Part 8 : Cinta Pertama Gus Afdhal

27 6 4
                                    

Gus Afdhal melihat gadis yang sudah menjadi istrinya itu terisak sambil memeluk orang tuanya. Mungkin dia tidak ingin berpisah dengan orang tuanya.

Saat Balqis melepas pelukannya dari kedua orang tuanya, Gus Afdhal hampir saja dibuat tertawa oleh wajah Balqis. Dia sempat berpikir apakah Balqis tidak sadar dengan wajahnya. Matanya sudah hitam, bulu mata sebelah kiri sudah terlepas, hanya tinggal sebelahnya saja. Agak terihat aneh jika hanya dengan satu bulu mata saja. Wajah gadis itu sudah tidak bisa lagi dibilang cantik. Iya, Balqis cantik, Gus Afdhal tidak pungkiri itu. Dia putih, hidungnya mancung, bulu matanya panjang, keningnya hitam tebal, tapi begitu cocok baginya.

Setelah orang tuanya pulang, Gus Afdhal dan Bu Nyai mengantarkan Balqis ke kamar Gus Afdhal, kamar yang nanti akan menjadi kamar mereka berdua.

"Kalau Kak, eh, Gus mau mandi, mandi saja dulu. Saya bisa menunggu Gus di luar," kata Balqis yang lupa kalau dia harus memanggil Gus Afdhal dengan sebutan Gus.

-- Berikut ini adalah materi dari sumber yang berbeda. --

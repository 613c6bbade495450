//! Rank command - score a loaded analysis run under the requested weights

use super::score_file::ScoreFile;
use anyhow::{Context, Result};
use console::style;
use rubricrank::config::{normalize_module_id, ProjectConfig};
use rubricrank::reporters::{self, OutputFormat};
use rubricrank::Session;
use std::path::PathBuf;
use tracing::debug;

#[derive(Debug, Default)]
pub struct RankArgs {
    pub scores: PathBuf,
    pub preset: Option<String>,
    pub weights: Vec<(String, f64)>,
    pub disable: Vec<String>,
    pub enable: Vec<String>,
    pub format: Option<String>,
    pub output: Option<PathBuf>,
}

/// Map a user-typed id onto a registered one (`code-quality` -> `code_quality`)
fn resolve_id(session: &Session, id: &str) -> String {
    if session.registry().contains(id) {
        return id.to_string();
    }
    let normalized = normalize_module_id(id);
    if session.registry().contains(&normalized) {
        normalized
    } else {
        id.to_string()
    }
}

/// Build a session from a score file and replay the requested edits
///
/// Edits run in a fixed order: disables, enables, preset, then weight
/// edits in the order given.
pub fn build_session(config: &ProjectConfig, args: &RankArgs) -> Result<Session> {
    let file = ScoreFile::load(&args.scores)?;

    let mut session = Session::new(config.preset_catalog());
    for module in file.modules() {
        session.register(config.apply_to_module(module))?;
    }
    session.load_scores(file.to_table()?);
    debug!(
        "Registered {} modules from {}",
        session.registry().len(),
        args.scores.display()
    );

    for id in &args.disable {
        let id = resolve_id(&session, id);
        session
            .set_enabled(&id, false)
            .with_context(|| format!("disabling {}", id))?;
    }
    for id in &args.enable {
        let id = resolve_id(&session, id);
        session
            .set_enabled(&id, true)
            .with_context(|| format!("enabling {}", id))?;
    }

    if let Some(preset) = args.preset.as_ref().or(config.defaults.preset.as_ref()) {
        session.apply_preset(preset)?;
    }

    for (id, value) in &args.weights {
        let id = resolve_id(&session, id);
        session
            .set_weight(&id, *value)
            .with_context(|| format!("setting weight for {}", id))?;
    }

    Ok(session)
}

pub fn run(config: &ProjectConfig, args: RankArgs) -> Result<()> {
    let session = build_session(config, &args)?;
    let report = session.report()?;

    let format = args
        .format
        .as_deref()
        .or(config.defaults.format.as_deref())
        .unwrap_or("text");
    let format: OutputFormat = format.parse()?;
    let output = reporters::report_with_format(&report, format)?;

    match &args.output {
        Some(path) => {
            let mut path = path.clone();
            if path.extension().is_none() {
                path.set_extension(reporters::file_extension(format));
            }
            std::fs::write(&path, &output)
                .with_context(|| format!("writing {}", path.display()))?;
            eprintln!(
                "\nReport written to: {}",
                style(path.display()).cyan()
            );
        }
        None => println!("{}", output),
    }

    Ok(())
}
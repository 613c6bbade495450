//! CLI command definitions and handlers

mod list;
mod rank;
mod score_file;

use anyhow::{Context, Result};
use clap::{Parser, Subcommand};
use rubricrank::config::{load_config_file, load_project_config, ProjectConfig};
use std::path::PathBuf;

/// Parse an `ID=VALUE` weight edit
fn parse_weight(s: &str) -> Result<(String, f64), String> {
    let (id, value) = s
        .split_once('=')
        .ok_or_else(|| format!("'{}' is not ID=VALUE", s))?;
    let id = id.trim();
    if id.is_empty() {
        return Err(format!("'{}' has an empty module id", s));
    }
    let value: f64 = value
        .trim()
        .parse()
        .map_err(|_| format!("'{}' is not a valid weight", value))?;
    if !value.is_finite() {
        return Err(format!("weight for '{}' must be finite", id));
    }
    Ok((id.to_string(), value))
}

/// rubricrank - rank competing code solutions against a weighted rubric
#[derive(Parser, Debug)]
#[command(name = "rubricrank")]
#[command(
    version,
    about = "Rank competing code solutions against a weighted rubric",
    long_about = "rubricrank aggregates per-dimension analyzer scores (0-100) into a single \
ranked comparison. Weights always sum to 1: editing one weight redistributes the others \
in proportion to their current values, and presets replace the whole vector at once.",
    after_help = "\
Examples:
  rubricrank rank scores.json                              Rank with default weights
  rubricrank rank scores.json --preset security-first      Apply a preset
  rubricrank rank scores.json --weight performance=0.4     Edit one weight
  rubricrank rank scores.json --disable documentation      Drop a dimension
  rubricrank rank scores.json -f markdown -o report.md     Markdown report
  rubricrank presets                                       List presets"
)]
pub struct Cli {
    /// Config file (default: rubricrank.toml or .rubricrankrc.json in the current directory)
    #[arg(long, global = true)]
    pub config: Option<PathBuf>,

    /// Log level (error, warn, info, debug, trace)
    #[arg(long, global = true, default_value = "info", value_parser = ["error", "warn", "info", "debug", "trace"])]
    pub log_level: String,

    #[command(subcommand)]
    pub command: Commands,
}

#[derive(Subcommand, Debug)]
pub enum Commands {
    /// Rank the solutions in a score file
    Rank {
        /// Score file (JSON) produced by an analysis run
        scores: PathBuf,

        /// Preset applied before any --weight edits
        #[arg(long)]
        preset: Option<String>,

        /// Set one weight, redistributing the others (repeatable, applied in order)
        #[arg(long = "weight", value_name = "ID=VALUE", value_parser = parse_weight)]
        weights: Vec<(String, f64)>,

        /// Disable a module (repeatable)
        #[arg(long, value_name = "ID")]
        disable: Vec<String>,

        /// Enable a module disabled by config (repeatable)
        #[arg(long, value_name = "ID")]
        enable: Vec<String>,

        /// Output format: text, json, markdown (or md)
        #[arg(long, short = 'f', value_parser = ["text", "json", "markdown", "md"])]
        format: Option<String>,

        /// Output file path (default: stdout)
        #[arg(long, short = 'o')]
        output: Option<PathBuf>,
    },

    /// List available presets with their normalized fractions
    Presets,

    /// List the built-in rubric modules
    Modules,
}

fn load_config(cli: &Cli) -> Result<ProjectConfig> {
    match &cli.config {
        Some(path) => load_config_file(path)
            .with_context(|| format!("loading config {}", path.display())),
        None => {
            let cwd = std::env::current_dir().context("reading current directory")?;
            Ok(load_project_config(&cwd))
        }
    }
}

pub fn run(cli: Cli) -> Result<()> {
    let config = load_config(&cli)?;

    match cli.command {
        Commands::Rank {
            scores,
            preset,
            weights,
            disable,
            enable,
            format,
            output,
        } => rank::run(
            &config,
            rank::RankArgs {
                scores,
                preset,
                weights,
                disable,
                enable,
                format,
                output,
            },
        ),
        Commands::Presets => list::presets(&config),
        Commands::Modules => list::modules(&config),
    }
}
//! rubricrank - rank competing code solutions against a weighted rubric
//!
//! Loads a scored analysis run, applies presets and weight edits, and
//! renders the resulting comparison.

mod cli;

use anyhow::Result;
use clap::Parser;
use tracing_subscriber::{fmt, prelude::*, EnvFilter};

fn main() -> Result<()> {
    let cli = cli::Cli::parse();

    // RUST_LOG wins over --log-level; logs go to stderr so stdout stays clean
    let filter = EnvFilter::try_from_default_env()
        .unwrap_or_else(|_| EnvFilter::new(&cli.log_level));
    tracing_subscriber::registry()
        .with(fmt::layer().with_writer(std::io::stderr))
        .with(filter)
        .init();

    cli::run(cli)
}
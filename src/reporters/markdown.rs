//! Markdown reporter for GitHub-flavored Markdown output
//!
//! Generates reports suitable for:
//! - Pull request comments
//! - Evaluation write-ups
//! - Documentation

use crate::models::{RankingReport, SolutionReport};
use anyhow::Result;

/// Render report as GitHub-flavored Markdown
pub fn render(report: &RankingReport) -> Result<String> {
    let mut md = String::new();

    md.push_str(&render_header(report));
    md.push('\n');

    md.push_str(&render_rankings(report));
    md.push('\n');

    md.push_str(&render_breakdown(report));
    md.push('\n');

    for solution in &report.solutions {
        md.push_str(&render_solution(solution));
        md.push('\n');
    }

    md.push_str(&render_summary(report));

    Ok(md)
}

fn render_header(report: &RankingReport) -> String {
    let preset = report.preset.as_deref().unwrap_or("custom");
    format!(
        r#"# Solution Comparison Report

Generated: {}
Weighting: **{}**
"#,
        report.generated_at.format("%Y-%m-%d %H:%M:%S UTC"),
        preset
    )
}

fn render_rankings(report: &RankingReport) -> String {
    let mut md = String::from(
        "## Overall Rankings\n\n| Rank | Solution | Overall Score |\n|------|----------|---------------|\n",
    );
    for solution in &report.solutions {
        md.push_str(&format!(
            "| {} | {} | {:.1} |\n",
            solution.rank, solution.solution_id, solution.overall_score
        ));
    }
    md
}

/// Strip the trailing " Analysis" the built-in names carry
fn short_name(display_name: &str) -> &str {
    display_name.trim_end_matches(" Analysis")
}

fn render_breakdown(report: &RankingReport) -> String {
    let mut md = String::from("## Detailed Score Breakdown\n\n| Solution |");
    let mut separator = String::from("|----------|");
    for weight in &report.weights {
        md.push_str(&format!(" {} |", short_name(&weight.display_name)));
        separator.push_str("-------|");
    }
    md.push('\n');
    md.push_str(&separator);
    md.push('\n');

    for solution in &report.solutions {
        md.push_str(&format!("| {} |", solution.solution_id));
        for weight in &report.weights {
            let cell = solution
                .modules
                .iter()
                .find(|m| m.module_id == weight.module_id)
                .map(|m| format!("{:.1}", m.value))
                .unwrap_or_else(|| "-".to_string());
            md.push_str(&format!(" {} |", cell));
        }
        md.push('\n');
    }
    md
}

fn render_solution(solution: &SolutionReport) -> String {
    let mut md = format!(
        "## {} - Detailed Analysis\n\n**Overall Score: {:.1}/100**\n\n",
        solution.solution_id, solution.overall_score
    );

    for module in &solution.modules {
        md.push_str(&format!(
            "### {}\n**Score: {:.1}/100** (weight {:.0}%, contributes {:.1})\n\n",
            module.display_name,
            module.value,
            module.weight * 100.0,
            module.contribution
        ));
        if !module.notes.is_empty() {
            for note in &module.notes {
                md.push_str(&format!("- {}\n", note));
            }
            md.push('\n');
        }
    }

    md.push_str("---\n");
    md
}

fn render_summary(report: &RankingReport) -> String {
    let mut md = String::from("## Summary and Recommendations\n\n");

    match report.winner() {
        Some(best) => md.push_str(&format!(
            "**Best Overall Solution:** {} (Score: {:.1})\n\n",
            best.solution_id, best.overall_score
        )),
        None => md.push_str("No solutions were scored.\n\n"),
    }

    if !report.category_winners.is_empty() {
        md.push_str("### Category Winners\n\n");
        for winner in &report.category_winners {
            md.push_str(&format!(
                "- **{}:** {} ({:.1})\n",
                winner.display_name, winner.solution_id, winner.value
            ));
        }
        md.push('\n');
    }

    md.push_str("### Analysis Modules Used\n\n");
    for weight in &report.weights {
        md.push_str(&format!(
            "- **{}** (Weight: {:.0}%)\n",
            weight.display_name,
            weight.weight * 100.0
        ));
    }

    md
}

Gus Afdhal menerima tawaran Balqis. Lalu, ia meminta permisi untuk ke kamar.

Usai mandi, tadinya Gus Afdhal mau memberitahu Balqis kalau dia akan menjalankan ibadah salat Ashar di masjid, tapi karena Balqis sedang berada di WC dapur makanya dia hanya memberitahu ibunya dan meminta tolong pada ibunya agar nanti sampaikan pada Balqis pula. 

"Kok, salat di masjid, Nak? Abah pikir kamu akan salat bersama istrimu," kata Pak Kiyai kata Pak Kiyai yang sudah lebih dulu ada di masjid.

"Laki-laki wajib salat berjamaah di masjid, Abah. Afdhal yakin Balqis juga paham itu."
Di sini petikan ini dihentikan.